**WORK TO BE COMPLETED**
Whenever a line in the data contains "dispatched", show that line.

**PROVIDED DATA**
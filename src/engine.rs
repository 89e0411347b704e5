//! Epoch Orchestration
//!
//! One engine tick per session epoch: acquire the plan, fold in the
//! results of previously dispatched steps, recompute progress, and decide
//! which steps to dispatch next. The engine owns no storage; it takes the
//! session's records as values and hands the mutated plan back to the
//! caller for persistence.

use std::sync::Arc;

use chrono::Utc;
use serde::{Deserialize, Serialize};
use tracing::{debug, info, warn};

use pilot_core::{
    ActionResultRecord, ActionStepRecord, CanvasContentItem, GenericToolset, PilotError,
    PilotResult, SessionRecord,
};
use pilot_llm::ChatModel;

use crate::phase::recommended_stage_for_epoch;
use crate::planner::{analyze_intent_and_plan, PlanRequest};
use crate::reconcile::{apply_step_results, recompute_overall_progress, recompute_stage_progress};
use crate::subtasks::{generate_subtasks, SubtaskRequest};
use crate::types::{ProgressPlan, StepDescriptor};

// ============================================================================
// Configuration
// ============================================================================

/// Engine tuning knobs.
#[derive(Debug, Clone, Serialize, Deserialize)]
#[serde(rename_all = "camelCase")]
pub struct EpochConfig {
    /// Upper bound on steps dispatched per epoch
    #[serde(default = "default_max_steps_per_epoch")]
    pub max_steps_per_epoch: usize,
    /// Output locale for generated plan and subtask text
    #[serde(default)]
    pub locale: Option<String>,
}

fn default_max_steps_per_epoch() -> usize {
    3
}

impl Default for EpochConfig {
    fn default() -> Self {
        Self {
            max_steps_per_epoch: default_max_steps_per_epoch(),
            locale: None,
        }
    }
}

impl EpochConfig {
    /// Validate the configuration.
    pub fn validate(&self) -> PilotResult<()> {
        if self.max_steps_per_epoch == 0 {
            return Err(PilotError::config("maxStepsPerEpoch must be at least 1"));
        }
        Ok(())
    }
}

// ============================================================================
// Outcome
// ============================================================================

/// What one engine tick produced.
#[derive(Debug, Clone)]
pub struct EpochOutcome {
    /// The mutated plan, for the caller to serialize and persist.
    pub plan: ProgressPlan,
    /// Step descriptors to dispatch for this epoch.
    pub steps: Vec<StepDescriptor>,
}

// ============================================================================
// Engine Tick
// ============================================================================

/// Run one engine tick for a session.
///
/// The session's `current_epoch` indexes the stage list and is the
/// authoritative current stage. An epoch past the plan horizon is a
/// graceful no-op. The only surfaced failure is a plan whose stage list is
/// empty; everything downstream of plan acquisition degrades instead of
/// erroring.
pub async fn run_epoch(
    model: Arc<dyn ChatModel>,
    session: &SessionRecord,
    steps: &[ActionStepRecord],
    results: &[ActionResultRecord],
    toolsets: &[GenericToolset],
    canvas: &[CanvasContentItem],
    config: &EpochConfig,
) -> PilotResult<EpochOutcome> {
    config.validate()?;

    let mut plan = acquire_plan(Arc::clone(&model), session, toolsets, canvas, config).await;
    if plan.stages.is_empty() {
        return Err(PilotError::planning(
            "plan has no stages, refusing to emit steps",
        ));
    }

    let epoch = session.current_epoch;
    if plan.stage_for_epoch(epoch).is_none() {
        info!(
            session_id = %session.session_id,
            epoch,
            stages = plan.stages.len(),
            "epoch is past the plan horizon, nothing to dispatch"
        );
        return Ok(EpochOutcome { plan, steps: Vec::new() });
    }
    if let Some(scanned) = plan.current_stage_index() {
        if scanned != epoch {
            warn!(
                epoch,
                first_in_progress = scanned,
                "epoch index disagrees with the first in-progress stage"
            );
        }
    }

    if let Some(stage) = plan.stage_for_epoch_mut(epoch) {
        apply_step_results(stage, epoch, steps, results);
        recompute_stage_progress(stage);
    }
    recompute_overall_progress(&mut plan);

    let descriptors = decide_steps(model, &mut plan, session, toolsets, canvas, config).await;

    plan.last_updated = Utc::now();
    Ok(EpochOutcome {
        plan,
        steps: descriptors,
    })
}

/// Deserialize the stored plan, or plan from scratch when there is none or
/// it is unreadable.
async fn acquire_plan(
    model: Arc<dyn ChatModel>,
    session: &SessionRecord,
    toolsets: &[GenericToolset],
    canvas: &[CanvasContentItem],
    config: &EpochConfig,
) -> ProgressPlan {
    if let Some(raw) = session.progress.as_deref() {
        if !raw.trim().is_empty() {
            match ProgressPlan::from_json_str(raw) {
                Ok(plan) => return plan,
                Err(error) => warn!(
                    session_id = %session.session_id,
                    error = %error,
                    "stored plan failed to deserialize, planning from scratch"
                ),
            }
        }
    }

    let request = PlanRequest {
        question: &session.input,
        existing_plan: None,
        toolsets,
        canvas,
        current_epoch: session.current_epoch,
        total_epochs: session.max_epoch,
        locale: config.locale.as_deref(),
    };
    analyze_intent_and_plan(model, &request).await
}

/// Pick the steps to dispatch: reuse queued pending subtasks when the
/// stage already has enough open work, otherwise ask the model for new
/// ones and append them to the stage.
async fn decide_steps(
    model: Arc<dyn ChatModel>,
    plan: &mut ProgressPlan,
    session: &SessionRecord,
    toolsets: &[GenericToolset],
    canvas: &[CanvasContentItem],
    config: &EpochConfig,
) -> Vec<StepDescriptor> {
    let epoch = session.current_epoch;
    let workflow_stage = recommended_stage_for_epoch(epoch, session.max_epoch);

    let new_subtasks = {
        let Some(stage) = plan.stage_for_epoch(epoch) else {
            return Vec::new();
        };
        let open = stage.open_subtask_count();
        if open >= config.max_steps_per_epoch {
            debug!(
                stage = %stage.name,
                open,
                "stage has enough open subtasks, reusing pending ones"
            );
            return stage
                .pending_subtasks()
                .take(config.max_steps_per_epoch)
                .map(|subtask| StepDescriptor::from_subtask(subtask, workflow_stage))
                .collect();
        }

        let request = SubtaskRequest {
            stage,
            toolsets,
            canvas,
            max_count: config.max_steps_per_epoch,
            current_epoch: epoch,
            total_epochs: session.max_epoch,
            locale: config.locale.as_deref(),
        };
        generate_subtasks(model, &request).await
    };

    let descriptors: Vec<StepDescriptor> = new_subtasks
        .iter()
        .map(|subtask| StepDescriptor::from_subtask(subtask, workflow_stage))
        .collect();
    if let Some(stage) = plan.stage_for_epoch_mut(epoch) {
        stage.subtasks.extend(new_subtasks);
    }
    descriptors
}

**ANSWER SECTION**
//! results of previously dispatched steps, recompute progress, and decide
    /// Upper bound on steps dispatched per epoch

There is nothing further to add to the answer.